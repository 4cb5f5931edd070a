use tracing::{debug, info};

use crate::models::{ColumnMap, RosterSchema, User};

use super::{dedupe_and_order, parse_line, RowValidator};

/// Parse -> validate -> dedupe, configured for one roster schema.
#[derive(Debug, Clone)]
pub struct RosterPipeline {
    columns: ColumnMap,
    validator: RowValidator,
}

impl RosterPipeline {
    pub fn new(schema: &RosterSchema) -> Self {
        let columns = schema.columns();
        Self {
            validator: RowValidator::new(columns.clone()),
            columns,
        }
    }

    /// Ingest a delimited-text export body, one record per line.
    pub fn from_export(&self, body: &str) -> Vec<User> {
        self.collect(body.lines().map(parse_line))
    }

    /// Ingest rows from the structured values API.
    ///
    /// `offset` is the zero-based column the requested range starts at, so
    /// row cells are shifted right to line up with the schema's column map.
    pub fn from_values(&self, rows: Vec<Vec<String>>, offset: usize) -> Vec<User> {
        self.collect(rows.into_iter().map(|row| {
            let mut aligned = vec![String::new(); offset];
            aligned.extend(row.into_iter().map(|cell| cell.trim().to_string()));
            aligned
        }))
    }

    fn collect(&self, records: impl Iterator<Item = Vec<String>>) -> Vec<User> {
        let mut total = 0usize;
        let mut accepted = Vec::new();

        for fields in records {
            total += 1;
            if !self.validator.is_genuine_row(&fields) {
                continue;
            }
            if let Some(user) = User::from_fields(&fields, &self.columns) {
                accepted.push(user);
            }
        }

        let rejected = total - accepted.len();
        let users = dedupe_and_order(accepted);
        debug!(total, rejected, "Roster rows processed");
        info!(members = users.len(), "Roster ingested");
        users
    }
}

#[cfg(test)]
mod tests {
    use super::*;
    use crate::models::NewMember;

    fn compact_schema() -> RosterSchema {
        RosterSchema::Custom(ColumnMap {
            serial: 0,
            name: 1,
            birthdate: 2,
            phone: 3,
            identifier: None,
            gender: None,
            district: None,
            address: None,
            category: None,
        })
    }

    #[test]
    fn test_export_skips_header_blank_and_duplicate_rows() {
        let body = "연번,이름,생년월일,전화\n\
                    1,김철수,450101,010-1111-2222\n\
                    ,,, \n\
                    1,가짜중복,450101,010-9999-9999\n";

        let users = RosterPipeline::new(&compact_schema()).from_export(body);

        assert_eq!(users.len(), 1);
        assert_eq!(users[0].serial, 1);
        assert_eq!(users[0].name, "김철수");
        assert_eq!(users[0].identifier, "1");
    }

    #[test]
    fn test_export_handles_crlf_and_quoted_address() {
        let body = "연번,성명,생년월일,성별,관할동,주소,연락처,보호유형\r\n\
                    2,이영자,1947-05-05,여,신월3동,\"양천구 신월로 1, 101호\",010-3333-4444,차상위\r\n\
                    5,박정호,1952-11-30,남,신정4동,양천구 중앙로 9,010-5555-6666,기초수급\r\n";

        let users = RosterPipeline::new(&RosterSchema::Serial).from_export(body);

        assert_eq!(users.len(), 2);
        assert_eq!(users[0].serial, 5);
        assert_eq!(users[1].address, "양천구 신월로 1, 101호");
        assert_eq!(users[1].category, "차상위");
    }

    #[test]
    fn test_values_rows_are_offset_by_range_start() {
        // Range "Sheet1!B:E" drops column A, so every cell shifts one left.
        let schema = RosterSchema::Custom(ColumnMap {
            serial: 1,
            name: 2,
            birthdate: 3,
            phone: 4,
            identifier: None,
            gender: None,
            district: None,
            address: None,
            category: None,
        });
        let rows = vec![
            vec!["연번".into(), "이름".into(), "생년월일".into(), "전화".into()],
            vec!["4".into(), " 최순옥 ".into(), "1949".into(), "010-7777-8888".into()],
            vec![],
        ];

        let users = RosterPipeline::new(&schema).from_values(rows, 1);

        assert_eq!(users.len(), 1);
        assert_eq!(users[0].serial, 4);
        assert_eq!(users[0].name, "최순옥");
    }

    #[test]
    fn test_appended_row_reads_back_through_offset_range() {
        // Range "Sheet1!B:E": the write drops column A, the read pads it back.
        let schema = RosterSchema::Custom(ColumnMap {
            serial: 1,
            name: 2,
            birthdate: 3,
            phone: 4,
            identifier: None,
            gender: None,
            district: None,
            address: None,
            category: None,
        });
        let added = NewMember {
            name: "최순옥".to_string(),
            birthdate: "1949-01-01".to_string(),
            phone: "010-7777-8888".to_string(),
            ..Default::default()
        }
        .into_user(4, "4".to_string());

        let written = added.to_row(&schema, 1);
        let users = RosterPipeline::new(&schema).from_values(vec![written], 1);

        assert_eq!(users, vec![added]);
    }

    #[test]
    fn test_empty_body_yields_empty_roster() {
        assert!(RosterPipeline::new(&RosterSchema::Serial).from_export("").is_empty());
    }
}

**What this task involves**
Using the listing above, print every entry verbatim.

**Answer below**
repository 4cb5f5931edd070a
use tracing::{debug, info};

use crate::models::{ColumnMap, RosterSchema, User};

use super::{dedupe_and_order, parse_line, RowValidator};

/// Parse -> validate -> dedupe, configured for one roster schema.
#[derive(Debug, Clone)]
pub struct RosterPipeline {
    columns: ColumnMap,
    validator: RowValidator,
}

impl RosterPipeline {
    pub fn new(schema: &RosterSchema) -> Self {
        let columns = schema.columns();
        Self {
            validator: RowValidator::new(columns.clone()),
            columns,
        }
    }

    /// Ingest a delimited-text export body, one record per line.
    pub fn from_export(&self, body: &str) -> Vec<User> {
        self.collect(body.lines().map(parse_line))
    }

    /// Ingest rows from the structured values API.
    ///
    /// `offset` is the zero-based column the requested range starts at, so
    /// row cells are shifted right to line up with the schema's column map.
    pub fn from_values(&self, rows: Vec<Vec<String>>, offset: usize) -> Vec<User> {
        self.collect(rows.into_iter().map(|row| {
            let mut aligned = vec![String::new(); offset];
            aligned.extend(row.into_iter().map(|cell| cell.trim().to_string()));
            aligned
        }))
    }

    fn collect(&self, records: impl Iterator<Item = Vec<String>>) -> Vec<User> {
        let mut total = 0usize;
        let mut accepted = Vec::new();

        for fields in records {
            total += 1;
            if !self.validator.is_genuine_row(&fields) {
                continue;
            }
            if let Some(user) = User::from_fields(&fields, &self.columns) {
                accepted.push(user);
            }
        }

        let rejected = total - accepted.len();
        let users = dedupe_and_order(accepted);
        debug!(total, rejected, "Roster rows processed");
        info!(members = users.len(), "Roster ingested");
        users
    }
}

#[cfg(test)]
mod tests {
    use super::*;
    use crate::models::NewMember;

    fn compact_schema() -> RosterSchema {
        RosterSchema::Custom(ColumnMap {
            serial: 0,
            name: 1,
            birthdate: 2,
            phone: 3,
            identifier: None,
            gender: None,
            district: None,
            address: None,
            category: None,
        })
    }

    #[test]
    fn test_export_skips_header_blank_and_duplicate_rows() {
        let body = "연번,이름,생년월일,전화\n\
                    1,김철수,450101,010-1111-2222\n\
                    ,,, \n\
                    1,가짜중복,450101,010-9999-9999\n";

        let users = RosterPipeline::new(&compact_schema()).from_export(body);

        assert_eq!(users.len(), 1);
        assert_eq!(users[0].serial, 1);
        assert_eq!(users[0].name, "김철수");
        assert_eq!(users[0].identifier, "1");
    }

    #[test]
    fn test_export_handles_crlf_and_quoted_address() {
        let body = "연번,성명,생년월일,성별,관할동,주소,연락처,보호유형\r\n\
                    2,이영자,1947-05-05,여,신월3동,\"양천구 신월로 1, 101호\",010-3333-4444,차상위\r\n\
                    5,박정호,1952-11-30,남,신정4동,양천구 중앙로 9,010-5555-6666,기초수급\r\n";

        let users = RosterPipeline::new(&RosterSchema::Serial).from_export(body);

        assert_eq!(users.len(), 2);
        assert_eq!(users[0].serial, 5);
        assert_eq!(users[1].address, "양천구 신월로 1, 101호");
        assert_eq!(users[1].category, "차상위");
    }

    #[test]
    fn test_values_rows_are_offset_by_range_start() {
        // Range "Sheet1!B:E" drops column A, so every cell shifts one left.
        let schema = RosterSchema::Custom(ColumnMap {
            serial: 1,
            name: 2,
            birthdate: 3,
            phone: 4,
            identifier: None,
            gender: None,
            district: None,
            address: None,
            category: None,
        });
        let rows = vec![
            vec!["연번".into(), "이름".into(), "생년월일".into(), "전화".into()],
            vec!["4".into(), " 최순옥 ".into(), "1949".into(), "010-7777-8888".into()],
            vec![],
        ];

        let users = RosterPipeline::new(&schema).from_values(rows, 1);

        assert_eq!(users.len(), 1);
        assert_eq!(users[0].serial, 4);
        assert_eq!(users[0].name, "최순옥");
    }

    #[test]
    fn test_appended_row_reads_back_through_offset_range() {
        // Range "Sheet1!B:E": the write drops column A, the read pads it back.
        let schema = RosterSchema::Custom(ColumnMap {
            serial: 1,
            name: 2,
            birthdate: 3,
            phone: 4,
            identifier: None,
            gender: None,
            district: None,
            address: None,
            category: None,
        });
        let added = NewMember {
            name: "최순옥".to_string(),
            birthdate: "1949-01-01".to_string(),
            phone: "010-7777-8888".to_string(),
            ..Default::default()
        }
        .into_user(4, "4".to_string());

        let written = added.to_row(&schema, 1);
        let users = RosterPipeline::new(&schema).from_values(vec![written], 1);

        assert_eq!(users, vec![added]);
    }

    #[test]
    fn test_empty_body_yields_empty_roster() {
        assert!(RosterPipeline::new(&RosterSchema::Serial).from_export("").is_empty());
    }
}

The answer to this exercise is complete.